• **Required action**
Would you show every line from the records that holds "MockEmbedding"?

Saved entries
_____

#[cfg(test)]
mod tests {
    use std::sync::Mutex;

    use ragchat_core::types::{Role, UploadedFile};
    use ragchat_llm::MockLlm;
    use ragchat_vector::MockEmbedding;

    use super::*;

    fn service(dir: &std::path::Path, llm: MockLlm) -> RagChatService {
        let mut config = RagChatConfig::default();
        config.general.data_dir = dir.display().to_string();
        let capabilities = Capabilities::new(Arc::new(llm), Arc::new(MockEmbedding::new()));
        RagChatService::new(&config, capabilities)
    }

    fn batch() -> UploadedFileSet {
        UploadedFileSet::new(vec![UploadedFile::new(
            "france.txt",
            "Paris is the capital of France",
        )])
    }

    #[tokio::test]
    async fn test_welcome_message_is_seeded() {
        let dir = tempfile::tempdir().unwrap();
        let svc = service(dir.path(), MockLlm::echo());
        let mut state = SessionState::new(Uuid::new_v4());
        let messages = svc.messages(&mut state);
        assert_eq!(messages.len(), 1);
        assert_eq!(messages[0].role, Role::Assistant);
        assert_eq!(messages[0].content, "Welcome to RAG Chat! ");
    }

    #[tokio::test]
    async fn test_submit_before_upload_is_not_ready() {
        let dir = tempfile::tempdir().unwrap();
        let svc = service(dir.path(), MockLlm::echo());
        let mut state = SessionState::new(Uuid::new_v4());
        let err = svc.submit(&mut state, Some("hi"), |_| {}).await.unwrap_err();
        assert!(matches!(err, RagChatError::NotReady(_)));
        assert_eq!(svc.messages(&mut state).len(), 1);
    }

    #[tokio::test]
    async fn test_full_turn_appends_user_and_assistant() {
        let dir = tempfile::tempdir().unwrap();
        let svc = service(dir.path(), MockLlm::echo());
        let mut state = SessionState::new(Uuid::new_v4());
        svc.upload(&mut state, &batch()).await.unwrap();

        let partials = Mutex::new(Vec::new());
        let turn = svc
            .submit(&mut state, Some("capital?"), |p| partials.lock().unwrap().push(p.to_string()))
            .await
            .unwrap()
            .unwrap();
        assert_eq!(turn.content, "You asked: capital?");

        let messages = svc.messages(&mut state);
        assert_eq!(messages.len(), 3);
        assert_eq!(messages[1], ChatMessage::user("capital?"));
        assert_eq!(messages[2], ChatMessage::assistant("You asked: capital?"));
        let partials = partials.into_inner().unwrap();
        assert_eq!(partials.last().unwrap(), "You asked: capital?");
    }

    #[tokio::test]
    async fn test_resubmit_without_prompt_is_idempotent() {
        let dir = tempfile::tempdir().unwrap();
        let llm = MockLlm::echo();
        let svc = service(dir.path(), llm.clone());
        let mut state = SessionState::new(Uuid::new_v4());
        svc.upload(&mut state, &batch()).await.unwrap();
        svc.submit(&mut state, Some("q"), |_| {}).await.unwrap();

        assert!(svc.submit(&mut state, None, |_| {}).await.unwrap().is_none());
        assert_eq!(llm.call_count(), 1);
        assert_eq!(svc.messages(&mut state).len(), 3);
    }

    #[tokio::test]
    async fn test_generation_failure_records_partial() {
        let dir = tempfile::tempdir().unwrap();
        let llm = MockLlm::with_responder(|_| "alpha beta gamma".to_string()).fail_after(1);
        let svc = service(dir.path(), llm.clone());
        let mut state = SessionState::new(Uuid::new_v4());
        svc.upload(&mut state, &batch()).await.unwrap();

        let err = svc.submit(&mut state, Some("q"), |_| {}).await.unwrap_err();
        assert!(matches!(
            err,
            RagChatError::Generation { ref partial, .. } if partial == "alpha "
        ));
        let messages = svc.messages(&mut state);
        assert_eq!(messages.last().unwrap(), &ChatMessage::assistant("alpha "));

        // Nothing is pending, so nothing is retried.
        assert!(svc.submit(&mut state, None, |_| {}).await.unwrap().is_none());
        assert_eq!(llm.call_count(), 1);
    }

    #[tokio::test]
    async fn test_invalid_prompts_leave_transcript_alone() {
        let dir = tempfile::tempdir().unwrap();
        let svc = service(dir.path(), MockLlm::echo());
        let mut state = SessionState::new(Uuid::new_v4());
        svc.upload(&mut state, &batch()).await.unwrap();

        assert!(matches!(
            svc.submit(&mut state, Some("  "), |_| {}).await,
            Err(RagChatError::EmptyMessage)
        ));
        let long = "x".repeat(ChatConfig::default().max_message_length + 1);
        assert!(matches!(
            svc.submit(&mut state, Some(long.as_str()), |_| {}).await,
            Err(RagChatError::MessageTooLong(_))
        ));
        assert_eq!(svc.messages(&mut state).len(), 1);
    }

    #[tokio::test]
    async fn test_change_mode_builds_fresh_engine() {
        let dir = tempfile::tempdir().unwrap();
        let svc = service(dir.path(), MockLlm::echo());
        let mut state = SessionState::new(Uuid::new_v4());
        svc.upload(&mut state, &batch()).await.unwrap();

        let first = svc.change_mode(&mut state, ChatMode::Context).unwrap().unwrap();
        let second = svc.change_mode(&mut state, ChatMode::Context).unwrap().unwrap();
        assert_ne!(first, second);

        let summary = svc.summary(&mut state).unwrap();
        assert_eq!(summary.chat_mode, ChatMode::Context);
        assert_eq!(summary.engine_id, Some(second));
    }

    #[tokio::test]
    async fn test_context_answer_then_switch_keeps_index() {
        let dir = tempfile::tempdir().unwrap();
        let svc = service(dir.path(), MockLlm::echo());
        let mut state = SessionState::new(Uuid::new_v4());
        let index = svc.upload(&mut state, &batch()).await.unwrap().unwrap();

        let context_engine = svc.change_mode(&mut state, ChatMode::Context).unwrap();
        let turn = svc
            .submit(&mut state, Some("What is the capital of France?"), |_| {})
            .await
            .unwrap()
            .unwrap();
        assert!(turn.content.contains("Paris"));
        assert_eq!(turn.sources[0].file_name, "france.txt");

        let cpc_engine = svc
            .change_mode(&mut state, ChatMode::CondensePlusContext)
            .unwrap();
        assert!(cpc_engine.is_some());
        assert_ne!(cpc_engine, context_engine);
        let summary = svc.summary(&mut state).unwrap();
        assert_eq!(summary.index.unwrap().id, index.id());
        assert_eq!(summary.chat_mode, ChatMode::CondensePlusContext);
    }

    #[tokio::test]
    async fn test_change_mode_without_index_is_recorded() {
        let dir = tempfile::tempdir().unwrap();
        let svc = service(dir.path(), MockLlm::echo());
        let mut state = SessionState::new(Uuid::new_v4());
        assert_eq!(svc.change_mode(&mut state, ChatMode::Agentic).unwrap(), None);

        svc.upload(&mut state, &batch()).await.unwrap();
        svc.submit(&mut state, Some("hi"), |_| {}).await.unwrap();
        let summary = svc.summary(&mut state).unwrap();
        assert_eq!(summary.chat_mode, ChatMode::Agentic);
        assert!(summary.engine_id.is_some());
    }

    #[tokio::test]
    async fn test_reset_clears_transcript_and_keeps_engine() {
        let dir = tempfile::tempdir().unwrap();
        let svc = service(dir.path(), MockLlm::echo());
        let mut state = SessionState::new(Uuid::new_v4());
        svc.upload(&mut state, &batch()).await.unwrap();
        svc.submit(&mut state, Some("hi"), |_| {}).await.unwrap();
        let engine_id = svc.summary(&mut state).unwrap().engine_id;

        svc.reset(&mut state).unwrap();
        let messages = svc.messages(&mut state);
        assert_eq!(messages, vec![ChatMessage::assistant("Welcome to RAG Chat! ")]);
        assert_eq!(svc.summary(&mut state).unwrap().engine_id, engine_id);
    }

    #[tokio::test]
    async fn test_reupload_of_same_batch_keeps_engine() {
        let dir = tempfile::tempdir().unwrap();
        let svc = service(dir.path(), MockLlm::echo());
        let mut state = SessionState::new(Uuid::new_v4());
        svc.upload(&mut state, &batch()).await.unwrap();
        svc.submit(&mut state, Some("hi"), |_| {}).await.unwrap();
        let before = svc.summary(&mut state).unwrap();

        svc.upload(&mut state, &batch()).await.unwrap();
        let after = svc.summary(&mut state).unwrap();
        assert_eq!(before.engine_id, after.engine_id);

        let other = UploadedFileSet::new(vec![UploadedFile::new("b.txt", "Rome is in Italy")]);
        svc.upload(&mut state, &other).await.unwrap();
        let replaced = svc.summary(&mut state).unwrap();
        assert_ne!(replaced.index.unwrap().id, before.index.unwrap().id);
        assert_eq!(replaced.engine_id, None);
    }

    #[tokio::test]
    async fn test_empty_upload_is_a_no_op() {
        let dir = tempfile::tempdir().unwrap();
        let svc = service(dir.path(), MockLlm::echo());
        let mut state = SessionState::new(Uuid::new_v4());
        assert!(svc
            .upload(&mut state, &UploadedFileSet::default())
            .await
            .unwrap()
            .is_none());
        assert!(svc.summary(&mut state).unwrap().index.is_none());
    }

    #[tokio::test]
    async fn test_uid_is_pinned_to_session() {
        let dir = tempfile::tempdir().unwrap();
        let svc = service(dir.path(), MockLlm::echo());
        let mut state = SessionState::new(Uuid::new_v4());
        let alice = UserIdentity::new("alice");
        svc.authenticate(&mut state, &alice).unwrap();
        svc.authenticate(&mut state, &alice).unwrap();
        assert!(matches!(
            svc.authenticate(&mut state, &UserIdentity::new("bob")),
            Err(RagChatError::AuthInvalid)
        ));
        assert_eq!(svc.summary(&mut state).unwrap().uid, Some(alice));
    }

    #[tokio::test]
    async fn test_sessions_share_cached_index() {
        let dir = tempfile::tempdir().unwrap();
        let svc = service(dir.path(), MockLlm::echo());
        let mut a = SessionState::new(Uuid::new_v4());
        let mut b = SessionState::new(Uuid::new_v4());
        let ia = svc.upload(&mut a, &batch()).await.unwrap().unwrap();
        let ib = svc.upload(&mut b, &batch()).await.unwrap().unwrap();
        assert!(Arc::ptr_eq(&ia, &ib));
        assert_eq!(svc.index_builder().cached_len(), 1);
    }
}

_____

• **Written solution**
    use ragchat_vector::MockEmbedding;
        let capabilities = Capabilities::new(Arc::new(llm), Arc::new(MockEmbedding::new()));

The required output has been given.